[What to work on]
Below are some records. Say how many of their lines include the string "IntoParams", giving only the number.

[Data shown]
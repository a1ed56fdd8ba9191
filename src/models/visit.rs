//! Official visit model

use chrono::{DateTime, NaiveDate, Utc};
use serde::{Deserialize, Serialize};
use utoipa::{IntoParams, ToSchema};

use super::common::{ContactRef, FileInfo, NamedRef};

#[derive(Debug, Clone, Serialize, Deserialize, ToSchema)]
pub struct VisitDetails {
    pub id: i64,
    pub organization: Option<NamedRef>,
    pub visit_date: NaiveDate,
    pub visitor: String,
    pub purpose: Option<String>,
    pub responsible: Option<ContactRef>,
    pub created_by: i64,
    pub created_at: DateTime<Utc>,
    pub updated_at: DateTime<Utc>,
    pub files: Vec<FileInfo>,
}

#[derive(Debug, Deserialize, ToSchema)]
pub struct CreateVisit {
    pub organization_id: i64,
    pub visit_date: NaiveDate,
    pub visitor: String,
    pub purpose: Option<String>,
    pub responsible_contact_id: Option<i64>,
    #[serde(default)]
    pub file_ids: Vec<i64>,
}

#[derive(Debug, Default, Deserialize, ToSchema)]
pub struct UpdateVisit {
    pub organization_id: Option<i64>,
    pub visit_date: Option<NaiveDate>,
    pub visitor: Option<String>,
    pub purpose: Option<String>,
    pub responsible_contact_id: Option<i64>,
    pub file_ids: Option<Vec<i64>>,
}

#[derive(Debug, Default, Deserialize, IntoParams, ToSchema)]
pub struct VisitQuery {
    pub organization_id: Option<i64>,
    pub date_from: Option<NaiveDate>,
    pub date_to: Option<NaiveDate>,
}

[Answer space]
2